● **Try it**: A complete response lists each line of the data below that includes the word "MultipartRejection".

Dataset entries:
- - -
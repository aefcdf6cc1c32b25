//! # Custom Extractors & Validation
//!
//! Provides the [`Validate`] trait for request DTOs, helpers that map
//! JSON and query rejections to [`AppError`], and [`read_file_field`] for
//! multipart uploads.

use axum::extract::multipart::MultipartRejection;
use axum::extract::rejection::{JsonRejection, QueryRejection};
use axum::extract::{Multipart, Query};
use axum::http::StatusCode;
use axum::Json;

use crate::error::AppError;

/// Multipart field carrying the uploaded image.
pub const FILE_FIELD: &str = "file";

/// Trait for request types that can validate their business rules
/// beyond what serde deserialization checks.
pub trait Validate {
    /// Validate business rules. Returns an error message on failure.
    fn validate(&self) -> Result<(), String>;
}

/// Extract a JSON body, mapping deserialization errors to [`AppError::BadRequest`].
pub fn extract_json<T>(result: Result<Json<T>, JsonRejection>) -> Result<T, AppError> {
    result
        .map(|Json(v)| v)
        .map_err(|err| AppError::BadRequest(err.body_text()))
}

/// Extract a JSON body and validate it using the [`Validate`] trait.
pub fn extract_validated_json<T: Validate>(
    result: Result<Json<T>, JsonRejection>,
) -> Result<T, AppError> {
    let value = extract_json(result)?;
    value.validate().map_err(AppError::Validation)?;
    Ok(value)
}

/// Extract query parameters, mapping malformed values to [`AppError::Validation`].
pub fn extract_query<T>(result: Result<Query<T>, QueryRejection>) -> Result<T, AppError> {
    result
        .map(|Query(v)| v)
        .map_err(|err| AppError::Validation(err.body_text()))
}

/// Read the bytes of the `file` field from a multipart upload.
///
/// Other fields are skipped. The whole file is buffered in memory.
pub async fn read_file_field(
    multipart: Result<Multipart, MultipartRejection>,
) -> Result<Vec<u8>, AppError> {
    let mut multipart = multipart.map_err(|err| AppError::BadRequest(err.body_text()))?;
    while let Some(field) = multipart.next_field().await.map_err(multipart_error)? {
        if field.name() != Some(FILE_FIELD) {
            continue;
        }
        let bytes = field.bytes().await.map_err(multipart_error)?;
        return Ok(bytes.to_vec());
    }
    Err(AppError::BadRequest(format!(
        "multipart field `{FILE_FIELD}` is required"
    )))
}

fn multipart_error(err: axum::extract::multipart::MultipartError) -> AppError {
    if err.status() == StatusCode::PAYLOAD_TOO_LARGE {
        AppError::PayloadTooLarge(err.body_text())
    } else {
        AppError::BadRequest(err.body_text())
    }
}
- - -
● **Solution to the exercise**:
use axum::extract::multipart::MultipartRejection;
    multipart: Result<Multipart, MultipartRejection>,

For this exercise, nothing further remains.